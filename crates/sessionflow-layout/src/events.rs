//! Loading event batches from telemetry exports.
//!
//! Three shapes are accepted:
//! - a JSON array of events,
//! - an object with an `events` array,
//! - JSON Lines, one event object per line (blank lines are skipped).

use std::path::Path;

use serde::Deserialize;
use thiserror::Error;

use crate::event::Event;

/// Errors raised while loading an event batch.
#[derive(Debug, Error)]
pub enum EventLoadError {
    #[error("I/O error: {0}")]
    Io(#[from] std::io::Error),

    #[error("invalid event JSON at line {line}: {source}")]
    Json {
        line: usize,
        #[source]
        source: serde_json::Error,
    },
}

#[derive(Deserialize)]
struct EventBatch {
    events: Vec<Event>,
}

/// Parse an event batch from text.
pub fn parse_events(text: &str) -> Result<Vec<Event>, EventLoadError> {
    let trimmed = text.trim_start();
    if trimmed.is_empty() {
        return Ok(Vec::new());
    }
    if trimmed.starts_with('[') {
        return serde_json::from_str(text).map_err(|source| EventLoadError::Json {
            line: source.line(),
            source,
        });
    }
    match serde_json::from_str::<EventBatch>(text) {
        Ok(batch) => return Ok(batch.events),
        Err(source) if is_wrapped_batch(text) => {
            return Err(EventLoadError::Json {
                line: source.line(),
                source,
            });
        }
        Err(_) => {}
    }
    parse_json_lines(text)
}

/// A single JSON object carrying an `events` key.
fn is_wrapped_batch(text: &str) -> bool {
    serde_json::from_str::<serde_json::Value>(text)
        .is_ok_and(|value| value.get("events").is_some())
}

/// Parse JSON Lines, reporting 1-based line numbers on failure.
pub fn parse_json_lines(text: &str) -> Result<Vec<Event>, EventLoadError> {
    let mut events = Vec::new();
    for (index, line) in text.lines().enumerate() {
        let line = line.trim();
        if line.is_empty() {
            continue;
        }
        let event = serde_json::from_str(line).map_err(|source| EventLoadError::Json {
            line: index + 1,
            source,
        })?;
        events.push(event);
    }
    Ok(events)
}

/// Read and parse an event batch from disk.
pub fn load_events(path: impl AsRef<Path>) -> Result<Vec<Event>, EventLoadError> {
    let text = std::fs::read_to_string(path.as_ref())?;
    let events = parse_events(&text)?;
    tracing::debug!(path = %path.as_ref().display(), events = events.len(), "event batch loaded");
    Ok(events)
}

==

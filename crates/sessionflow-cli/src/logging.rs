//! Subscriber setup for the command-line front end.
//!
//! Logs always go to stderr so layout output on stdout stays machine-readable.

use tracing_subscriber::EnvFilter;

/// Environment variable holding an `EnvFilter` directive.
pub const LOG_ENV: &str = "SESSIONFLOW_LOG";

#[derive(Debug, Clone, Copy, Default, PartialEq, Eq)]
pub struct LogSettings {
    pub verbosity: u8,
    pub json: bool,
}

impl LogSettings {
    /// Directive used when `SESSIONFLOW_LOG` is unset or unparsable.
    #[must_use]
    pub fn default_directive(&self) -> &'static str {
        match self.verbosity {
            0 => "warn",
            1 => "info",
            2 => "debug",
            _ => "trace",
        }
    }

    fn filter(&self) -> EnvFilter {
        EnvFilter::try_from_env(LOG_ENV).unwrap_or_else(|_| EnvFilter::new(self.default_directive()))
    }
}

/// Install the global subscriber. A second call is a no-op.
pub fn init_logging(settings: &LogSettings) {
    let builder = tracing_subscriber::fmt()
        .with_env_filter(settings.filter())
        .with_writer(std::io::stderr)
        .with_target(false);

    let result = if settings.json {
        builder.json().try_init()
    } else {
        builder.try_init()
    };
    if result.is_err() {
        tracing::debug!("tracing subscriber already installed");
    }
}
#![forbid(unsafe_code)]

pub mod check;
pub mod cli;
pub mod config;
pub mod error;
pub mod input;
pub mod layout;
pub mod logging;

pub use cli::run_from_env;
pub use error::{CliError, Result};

**What to do:**
Report each line in the entries where the string "bool" occurs.

**Written answer:**
fn is_wrapped_batch(text: &str) -> bool {
    pub json: bool,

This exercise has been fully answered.